(Collected data)
________________________
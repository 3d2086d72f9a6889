//! Query execution and connection pool interface
//!
//! The builder itself never performs I/O; a [`ConnectionPool`] is the
//! external collaborator that accepts the rendered `(text, values)` pair and
//! runs it against a real driver.

use crate::{Query, Result, Value};
use serde::de::DeserializeOwned;
use std::future::Future;

/// Trait for database connection pools
pub trait ConnectionPool: Send + Sync + Clone {
    /// Execute a statement that returns no rows (INSERT, UPDATE, DELETE)
    fn execute(&self, sql: &str, params: &[Value]) -> impl Future<Output = Result<u64>> + Send;

    /// Execute a statement that returns multiple rows
    fn fetch_all<T>(
        &self,
        sql: &str,
        params: &[Value],
    ) -> impl Future<Output = Result<Vec<T>>> + Send
    where
        T: DeserializeOwned + Send + Unpin;

    /// Execute a statement that returns a single row
    fn fetch_one<T>(
        &self,
        sql: &str,
        params: &[Value],
    ) -> impl Future<Output = Result<T>> + Send
    where
        T: DeserializeOwned + Send + Unpin;

    /// Execute a statement that returns an optional row
    fn fetch_optional<T>(
        &self,
        sql: &str,
        params: &[Value],
    ) -> impl Future<Output = Result<Option<T>>> + Send
    where
        T: DeserializeOwned + Send + Unpin;
}

impl Query {
    /// Render and execute, returning the affected row count
    pub async fn execute<P>(&self, pool: &P) -> Result<u64>
    where
        P: ConnectionPool,
    {
        let (sql, params) = self.sql()?;
        pool.execute(&sql, &params).await
    }

    /// Render and fetch all matching rows
    pub async fn fetch_all<T, P>(&self, pool: &P) -> Result<Vec<T>>
    where
        P: ConnectionPool,
        T: DeserializeOwned + Send + Unpin,
    {
        let (sql, params) = self.sql()?;
        pool.fetch_all(&sql, &params).await
    }

    /// Render and fetch exactly one row
    pub async fn fetch_one<T, P>(&self, pool: &P) -> Result<T>
    where
        P: ConnectionPool,
        T: DeserializeOwned + Send + Unpin,
    {
        let (sql, params) = self.sql()?;
        pool.fetch_one(&sql, &params).await
    }

    /// Render and fetch at most one row
    pub async fn fetch_optional<T, P>(&self, pool: &P) -> Result<Option<T>>
    where
        P: ConnectionPool,
        T: DeserializeOwned + Send + Unpin,
    {
        let (sql, params) = self.sql()?;
        pool.fetch_optional(&sql, &params).await
    }
}

#[cfg(test)]
mod tests {
    use super::*;
    use crate::Error;
    use std::sync::{Arc, Mutex};

    /// Records every statement it is asked to run
    #[derive(Clone, Default)]
    struct RecordingPool {
        calls: Arc<Mutex<Vec<(String, Vec<Value>)>>>,
    }

    impl RecordingPool {
        fn record(&self, sql: &str, params: &[Value]) {
            self.calls
                .lock()
                .unwrap()
                .push((sql.to_string(), params.to_vec()));
        }
    }

    impl ConnectionPool for RecordingPool {
        fn execute(
            &self,
            sql: &str,
            params: &[Value],
        ) -> impl Future<Output = Result<u64>> + Send {
            self.record(sql, params);
            async { Ok(1) }
        }

        fn fetch_all<T>(
            &self,
            sql: &str,
            params: &[Value],
        ) -> impl Future<Output = Result<Vec<T>>> + Send
        where
            T: DeserializeOwned + Send + Unpin,
        {
            self.record(sql, params);
            async { Ok(Vec::new()) }
        }

        fn fetch_one<T>(
            &self,
            sql: &str,
            params: &[Value],
        ) -> impl Future<Output = Result<T>> + Send
        where
            T: DeserializeOwned + Send + Unpin,
        {
            self.record(sql, params);
            async { Err(Error::invalid_query("recording pool has no rows")) }
        }

        fn fetch_optional<T>(
            &self,
            sql: &str,
            params: &[Value],
        ) -> impl Future<Output = Result<Option<T>>> + Send
        where
            T: DeserializeOwned + Send + Unpin,
        {
            self.record(sql, params);
            async { Ok(None) }
        }
    }

    #[tokio::test]
    async fn test_execute_forwards_rendered_pair() {
        let pool = RecordingPool::default();
        let affected = Query::new("users")
            .update([("name", "jane")])
            .where_all([("id", 7)])
            .execute(&pool)
            .await
            .unwrap();
        assert_eq!(affected, 1);

        let calls = pool.calls.lock().unwrap();
        assert_eq!(calls.len(), 1);
        assert_eq!(calls[0].0, "UPDATE users SET name=? WHERE id=?");
        assert_eq!(
            calls[0].1,
            vec![Value::String("jane".to_string()), Value::I32(7)]
        );
    }

    #[tokio::test]
    async fn test_fetch_all_forwards_rendered_pair() {
        let pool = RecordingPool::default();
        let rows: Vec<serde_json::Value> = Query::new("users")
            .select(["name"])
            .where_all([("age", 22)])
            .fetch_all(&pool)
            .await
            .unwrap();
        assert!(rows.is_empty());

        let calls = pool.calls.lock().unwrap();
        assert_eq!(calls[0].0, "SELECT name FROM users WHERE age=?");
        assert_eq!(calls[0].1, vec![Value::I32(22)]);
    }

    #[test]
    fn test_execute_propagates_render_error() {
        let pool = RecordingPool::default();
        let query = Query::with_escape("t", |_: &str| -> Option<String> { None })
            .update([("a", 1)]);

        let err = tokio_test::block_on(query.execute(&pool)).unwrap_err();
        assert!(matches!(err, Error::EmptyClause { .. }));
        assert!(pool.calls.lock().unwrap().is_empty());
    }
}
________________________
(Instructions to follow): A precise copy of all the records is needed.

(Written response):
repository 3d2086d72f9a6889
//! Query execution and connection pool interface
//!
//! The builder itself never performs I/O; a [`ConnectionPool`] is the
//! external collaborator that accepts the rendered `(text, values)` pair and
//! runs it against a real driver.

use crate::{Query, Result, Value};
use serde::de::DeserializeOwned;
use std::future::Future;

/// Trait for database connection pools
pub trait ConnectionPool: Send + Sync + Clone {
    /// Execute a statement that returns no rows (INSERT, UPDATE, DELETE)
    fn execute(&self, sql: &str, params: &[Value]) -> impl Future<Output = Result<u64>> + Send;

    /// Execute a statement that returns multiple rows
    fn fetch_all<T>(
        &self,
        sql: &str,
        params: &[Value],
    ) -> impl Future<Output = Result<Vec<T>>> + Send
    where
        T: DeserializeOwned + Send + Unpin;

    /// Execute a statement that returns a single row
    fn fetch_one<T>(
        &self,
        sql: &str,
        params: &[Value],
    ) -> impl Future<Output = Result<T>> + Send
    where
        T: DeserializeOwned + Send + Unpin;

    /// Execute a statement that returns an optional row
    fn fetch_optional<T>(
        &self,
        sql: &str,
        params: &[Value],
    ) -> impl Future<Output = Result<Option<T>>> + Send
    where
        T: DeserializeOwned + Send + Unpin;
}

impl Query {
    /// Render and execute, returning the affected row count
    pub async fn execute<P>(&self, pool: &P) -> Result<u64>
    where
        P: ConnectionPool,
    {
        let (sql, params) = self.sql()?;
        pool.execute(&sql, &params).await
    }

    /// Render and fetch all matching rows
    pub async fn fetch_all<T, P>(&self, pool: &P) -> Result<Vec<T>>
    where
        P: ConnectionPool,
        T: DeserializeOwned + Send + Unpin,
    {
        let (sql, params) = self.sql()?;
        pool.fetch_all(&sql, &params).await
    }

    /// Render and fetch exactly one row
    pub async fn fetch_one<T, P>(&self, pool: &P) -> Result<T>
    where
        P: ConnectionPool,
        T: DeserializeOwned + Send + Unpin,
    {
        let (sql, params) = self.sql()?;
        pool.fetch_one(&sql, &params).await
    }

    /// Render and fetch at most one row
    pub async fn fetch_optional<T, P>(&self, pool: &P) -> Result<Option<T>>
    where
        P: ConnectionPool,
        T: DeserializeOwned + Send + Unpin,
    {
        let (sql, params) = self.sql()?;
        pool.fetch_optional(&sql, &params).await
    }
}

#[cfg(test)]
mod tests {
    use super::*;
    use crate::Error;
    use std::sync::{Arc, Mutex};

    /// Records every statement it is asked to run
    #[derive(Clone, Default)]
    struct RecordingPool {
        calls: Arc<Mutex<Vec<(String, Vec<Value>)>>>,
    }

    impl RecordingPool {
        fn record(&self, sql: &str, params: &[Value]) {
            self.calls
                .lock()
                .unwrap()
                .push((sql.to_string(), params.to_vec()));
        }
    }

    impl ConnectionPool for RecordingPool {
        fn execute(
            &self,
            sql: &str,
            params: &[Value],
        ) -> impl Future<Output = Result<u64>> + Send {
            self.record(sql, params);
            async { Ok(1) }
        }

        fn fetch_all<T>(
            &self,
            sql: &str,
            params: &[Value],
        ) -> impl Future<Output = Result<Vec<T>>> + Send
        where
            T: DeserializeOwned + Send + Unpin,
        {
            self.record(sql, params);
            async { Ok(Vec::new()) }
        }

        fn fetch_one<T>(
            &self,
            sql: &str,
            params: &[Value],
        ) -> impl Future<Output = Result<T>> + Send
        where
            T: DeserializeOwned + Send + Unpin,
        {
            self.record(sql, params);
            async { Err(Error::invalid_query("recording pool has no rows")) }
        }

        fn fetch_optional<T>(
            &self,
            sql: &str,
            params: &[Value],
        ) -> impl Future<Output = Result<Option<T>>> + Send
        where
            T: DeserializeOwned + Send + Unpin,
        {
            self.record(sql, params);
            async { Ok(None) }
        }
    }

    #[tokio::test]
    async fn test_execute_forwards_rendered_pair() {
        let pool = RecordingPool::default();
        let affected = Query::new("users")
            .update([("name", "jane")])
            .where_all([("id", 7)])
            .execute(&pool)
            .await
            .unwrap();
        assert_eq!(affected, 1);

        let calls = pool.calls.lock().unwrap();
        assert_eq!(calls.len(), 1);
        assert_eq!(calls[0].0, "UPDATE users SET name=? WHERE id=?");
        assert_eq!(
            calls[0].1,
            vec![Value::String("jane".to_string()), Value::I32(7)]
        );
    }

    #[tokio::test]
    async fn test_fetch_all_forwards_rendered_pair() {
        let pool = RecordingPool::default();
        let rows: Vec<serde_json::Value> = Query::new("users")
            .select(["name"])
            .where_all([("age", 22)])
            .fetch_all(&pool)
            .await
            .unwrap();
        assert!(rows.is_empty());

        let calls = pool.calls.lock().unwrap();
        assert_eq!(calls[0].0, "SELECT name FROM users WHERE age=?");
        assert_eq!(calls[0].1, vec![Value::I32(22)]);
    }

    #[test]
    fn test_execute_propagates_render_error() {
        let pool = RecordingPool::default();
        let query = Query::with_escape("t", |_: &str| -> Option<String> { None })
            .update([("a", 1)]);

        let err = tokio_test::block_on(query.execute(&pool)).unwrap_err();
        assert!(matches!(err, Error::EmptyClause { .. }));
        assert!(pool.calls.lock().unwrap().is_empty());
    }
}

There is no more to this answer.